PUTIN -- THE WILD CARD
The relentless bullying may have given Khodorkovsky a further incentive to find a foreign partner. Yukos' boss could be gambling that the government will cease its attacks for fear it might scare off a high-profile investor like ExxonMobil. Yet the reverse could happen: Kremlin hard-liners may go all out to prevent a big chunk of a major Russian company from passing into the hands of a foreign multinational just months before elections.
Of all the wild cards at play here, the wildest is Putin. No major U.S. investor would dream of entering Russia without the Kremlin's consent. Putin has been a long-standing advocate of foreign investment, and only last month met with senior U.S. officials, including Commerce Secretary Donald L. Evans, to discuss cooperation in the energy sector.
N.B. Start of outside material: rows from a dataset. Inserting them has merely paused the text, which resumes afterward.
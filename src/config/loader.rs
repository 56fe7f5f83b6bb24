//! 配置加载器实现
//!
//! 提供TOML配置文件解析、环境变量替换和错误处理功能

use crate::config::types::{validate_config, Config};
use crate::error::{ConfigError, Result};
use async_trait::async_trait;
use regex::{Captures, Regex};
use std::path::Path;

/// 配置文件名
const CONFIG_FILE_NAME: &str = "page-vitals.toml";

/// 配置加载器trait，定义配置加载接口
#[async_trait]
pub trait ConfigLoader: Send + Sync {
    /// 从文件加载配置
    ///
    /// # 参数
    /// * `path` - 配置文件路径
    ///
    /// # 返回
    /// * `Result<Config>` - 加载的配置或错误
    async fn load_from_file<P: AsRef<Path> + Send>(&self, path: P) -> Result<Config>;

    /// 从字符串加载配置
    async fn load_from_string(&self, content: &str) -> Result<Config>;

    /// 验证配置
    fn validate(&self, config: &Config) -> Result<()>;
}

/// TOML配置加载器实现
#[derive(Debug, Clone)]
pub struct TomlConfigLoader {
    /// 是否启用环境变量替换
    enable_env_substitution: bool,
}

impl TomlConfigLoader {
    /// 创建新的TOML配置加载器
    ///
    /// # 参数
    /// * `enable_env_substitution` - 是否启用环境变量替换
    pub fn new(enable_env_substitution: bool) -> Self {
        Self {
            enable_env_substitution,
        }
    }

    /// 替换字符串中 `${VAR_NAME}` 形式的环境变量
    ///
    /// `#` 开头的注释行原样保留，不要求其中引用的变量存在
    fn substitute_env_vars(&self, content: &str) -> Result<String> {
        if !self.enable_env_substitution {
            return Ok(content.to_string());
        }

        let env_var_regex = Regex::new(r"\$\{([A-Za-z_][A-Za-z0-9_]*)\}")
            .map_err(|e| ConfigError::ParseError(format!("正则表达式错误: {}", e)))?;

        let mut result = String::with_capacity(content.len());

        for line in content.split_inclusive('\n') {
            if line.trim_start().starts_with('#') {
                result.push_str(line);
                continue;
            }

            let mut missing: Option<String> = None;
            let replaced = env_var_regex.replace_all(line, |captures: &Captures| {
                std::env::var(&captures[1]).unwrap_or_else(|_| {
                    missing.get_or_insert_with(|| captures[1].to_string());
                    String::new()
                })
            });

            if let Some(var) = missing {
                return Err(ConfigError::EnvVarError { var }.into());
            }
            result.push_str(&replaced);
        }

        Ok(result)
    }

    /// 解析TOML内容
    fn parse_toml(&self, content: &str) -> Result<Config> {
        let processed_content = self.substitute_env_vars(content)?;

        let config: Config = toml::from_str(&processed_content)
            .map_err(|e| ConfigError::ParseError(format!("TOML解析失败: {}", e)))?;

        Ok(config)
    }
}

impl Default for TomlConfigLoader {
    fn default() -> Self {
        Self::new(true)
    }
}

#[async_trait]
impl ConfigLoader for TomlConfigLoader {
    async fn load_from_file<P: AsRef<Path> + Send>(&self, path: P) -> Result<Config> {
        let path = path.as_ref();

        if !path.exists() {
            return Err(ConfigError::FileNotFound {
                path: path.to_string_lossy().to_string(),
            }
            .into());
        }

        let content = tokio::fs::read_to_string(path)
            .await
            .map_err(|e| ConfigError::ParseError(format!("读取文件失败: {}", e)))?;

        let config = self.parse_toml(&content)?;
        self.validate(&config)?;

        log::info!(
            "成功加载配置文件: {}（{} 个目标，{} 个联系人）",
            path.display(),
            config.targets.len(),
            config.contacts.len()
        );
        log::debug!("配置内容: {:?}", config);

        Ok(config)
    }

    async fn load_from_string(&self, content: &str) -> Result<Config> {
        let config = self.parse_toml(content)?;
        self.validate(&config)?;

        log::debug!("成功解析配置字符串");

        Ok(config)
    }

    fn validate(&self, config: &Config) -> Result<()> {
        validate_config(config).map_err(|e| ConfigError::ValidationError(e).into())
    }
}

/// 获取默认配置文件路径
///
/// 优先使用当前目录下的 `page-vitals.toml`，否则使用用户配置目录
pub fn get_default_config_path() -> std::path::PathBuf {
    if Path::new(CONFIG_FILE_NAME).exists() {
        return std::path::PathBuf::from(CONFIG_FILE_NAME);
    }

    dirs::config_dir()
        .map(|config_dir| config_dir.join("page-vitals").join("config.toml"))
        .unwrap_or_else(|| std::path::PathBuf::from(CONFIG_FILE_NAME))
}
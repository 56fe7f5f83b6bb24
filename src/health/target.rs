//! 运行时监控目标
//!
//! 由配置编译而来，加载后只读

use crate::config::{AssertionConfig, TargetConfig};
use crate::error::ConfigError;
use crate::health::assertion::{evaluate_all, Assertion};
use crate::health::outcome::Outcome;

/// 监控目标
#[derive(Debug, Clone)]
pub struct Target {
    pub alias: String,
    pub url: String,
    /// 检测间隔（调度周期数）
    pub interval: u64,
    /// 告警类别位掩码
    pub class: u32,
    /// 触发告警前需要的连续异常次数
    pub threshold: u32,
    pub errors: Vec<Assertion>,
    pub warnings: Vec<Assertion>,
}

impl Target {
    /// 从配置编译目标
    ///
    /// URL无效、检测间隔或告警阈值为0、任一断言正则无效都会失败
    pub fn compile(config: &TargetConfig) -> Result<Self, ConfigError> {
        let compile_all = |assertions: &[AssertionConfig]| {
            assertions
                .iter()
                .map(|assertion| {
                    Assertion::compile(assertion).map_err(|source| ConfigError::InvalidRegex {
                        target: config.alias.clone(),
                        assertion: assertion.alias.clone(),
                        source,
                    })
                })
                .collect::<Result<Vec<_>, _>>()
        };

        if !crate::config::types::is_valid_target_url(&config.url) {
            return Err(ConfigError::InvalidUrl {
                target: config.alias.clone(),
                url: config.url.clone(),
            });
        }

        if config.interval == 0 {
            return Err(ConfigError::ValidationError(format!(
                "目标 {} 的检测间隔不能为0",
                config.alias
            )));
        }

        if config.threshold == 0 {
            return Err(ConfigError::ValidationError(format!(
                "目标 {} 的告警阈值不能为0",
                config.alias
            )));
        }

        Ok(Self {
            alias: config.alias.clone(),
            url: config.url.clone(),
            interval: config.interval,
            class: config.class,
            threshold: config.threshold,
            errors: compile_all(&config.errors)?,
            warnings: compile_all(&config.warnings)?,
        })
    }

    /// 是否有可检测的URL
    pub fn has_url(&self) -> bool {
        !self.url.trim().is_empty()
    }

    /// 判断目标在给定周期是否需要检测，第0个周期检测所有目标
    pub fn is_due(&self, tick: u64) -> bool {
        tick == 0 || tick % self.interval == 0
    }

    /// 根据页面内容分类：先求值所有错误断言，全部通过后才求值警告断言
    pub fn classify(&self, body: &str) -> Outcome {
        if let Err(failure) = evaluate_all(&self.errors, body) {
            return Outcome::Error(failure.to_string());
        }
        match evaluate_all(&self.warnings, body) {
            Err(failure) => Outcome::Warning(failure.to_string()),
            Ok(()) => Outcome::Ok,
        }
    }
}

/// 编译整个目标列表
pub fn compile_targets(configs: &[TargetConfig]) -> Result<Vec<Target>, ConfigError> {
    configs.iter().map(Target::compile).collect()
}

#[cfg(test)]
mod tests {
    use super::*;

    fn target_config() -> TargetConfig {
        TargetConfig {
            alias: "status".to_string(),
            url: "https://example.com/status".to_string(),
            interval: 3,
            class: 1,
            threshold: 1,
            errors: vec![AssertionConfig {
                alias: "down".to_string(),
                regex: "DOWN".to_string(),
                exists: true,
                ..Default::default()
            }],
            warnings: vec![AssertionConfig {
                alias: "queue".to_string(),
                regex: r"queue=(\d+)".to_string(),
                max: 10,
                ..Default::default()
            }],
        }
    }

    #[test]
    fn test_classify_errors_before_warnings() {
        let target = Target::compile(&target_config()).unwrap();

        assert_eq!(
            target.classify("DOWN queue=50"),
            Outcome::Error("down: exists: DOWN".to_string())
        );
        assert_eq!(
            target.classify("UP queue=50"),
            Outcome::Warning("queue value 50 exceeds limit 10".to_string())
        );
        assert_eq!(target.classify("UP queue=5"), Outcome::Ok);
    }

    #[test]
    fn test_classify_empty_body_is_error() {
        let target = Target::compile(&target_config()).unwrap();
        assert!(matches!(target.classify(""), Outcome::Error(_)));
    }

    #[test]
    fn test_is_due() {
        let target = Target::compile(&target_config()).unwrap();
        assert!(target.is_due(0));
        assert!(!target.is_due(1));
        assert!(!target.is_due(2));
        assert!(target.is_due(3));
        assert!(target.is_due(6));
    }

    #[test]
    fn test_invalid_regex_is_config_error() {
        let mut config = target_config();
        config.warnings[0].regex = "[".to_string();

        let err = Target::compile(&config).unwrap_err();
        assert!(matches!(err, ConfigError::InvalidRegex { ref assertion, .. } if assertion == "queue"));
    }

    #[test]
    fn test_invalid_url_is_config_error() {
        let mut config = target_config();
        config.url = "ftp//broken".to_string();
        assert!(matches!(
            Target::compile(&config),
            Err(ConfigError::InvalidUrl { .. })
        ));
    }

    #[test]
    fn test_zero_interval_rejected() {
        let mut config = target_config();
        config.interval = 0;
        assert!(matches!(
            Target::compile(&config),
            Err(ConfigError::ValidationError(_))
        ));
    }

    #[test]
    fn test_zero_threshold_rejected() {
        let mut config = target_config();
        config.threshold = 0;
        assert!(matches!(
            compile_targets(&[target_config(), config]),
            Err(ConfigError::ValidationError(_))
        ));
    }
}
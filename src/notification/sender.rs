//! 通知发送器模块
//!
//! 定义通知发送的trait和基础实现

use crate::config::{Contact, NotifierConfig, NotifierProvider};
use crate::error::NotificationError;
use crate::notification::plivo::PlivoSender;
use anyhow::Result;
use async_trait::async_trait;
use std::sync::Arc;
use tracing::warn;

/// 通知发送器trait
#[async_trait]
pub trait NotificationSender: Send + Sync {
    /// 向一个联系人发送消息
    ///
    /// # 参数
    /// * `contact` - 联系人
    /// * `message` - 完整的消息文本
    ///
    /// # 返回
    /// * `Result<()>` - 发送结果
    async fn send(&self, contact: &Contact, message: &str) -> Result<()>;

    /// 通知提供方名称
    fn provider(&self) -> &'static str;

    /// 该发送器能否联系到此联系人（例如短信需要手机号）
    fn can_reach(&self, _contact: &Contact) -> bool {
        true
    }
}

/// 只写日志的通知发送器
pub struct LogSender;

#[async_trait]
impl NotificationSender for LogSender {
    async fn send(&self, contact: &Contact, message: &str) -> Result<()> {
        warn!(contact = %contact.alias, "告警: {}", message);
        Ok(())
    }

    fn provider(&self) -> &'static str {
        "log"
    }
}

/// 空的通知发送器实现（用于测试或禁用通知）
pub struct NoOpSender;

#[async_trait]
impl NotificationSender for NoOpSender {
    async fn send(&self, _contact: &Contact, _message: &str) -> Result<()> {
        Ok(())
    }

    fn provider(&self) -> &'static str {
        "noop"
    }
}

/// 根据配置创建通知发送器
pub fn create_sender(
    config: &NotifierConfig,
) -> std::result::Result<Arc<dyn NotificationSender>, NotificationError> {
    match config.provider {
        NotifierProvider::Log => Ok(Arc::new(LogSender)),
        NotifierProvider::Plivo => {
            let plivo = config.plivo.as_ref().ok_or_else(|| {
                NotificationError::ConfigError("缺少 [notifier.plivo] 配置".to_string())
            })?;
            Ok(Arc::new(PlivoSender::new(plivo)?))
        }
    }
}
So why is Putin saying one thing while Russia's police seem determined to send exactly the opposite signal? The answer may lie in the netherworld of Kremlin politics. With a presidential election approaching next March, rival factions are battling for influence, with Khodorkovsky seemingly caught in the crossfire. Putin may be calculating that the campaign against Yukos is enough to satisfy Khodorkovsky's enemies in the Kremlin without seriously affecting Yukos' development or deterring foreign investors. He'd better be careful: Even tough investors like ExxonMobil can get spooked if the game gets too murky.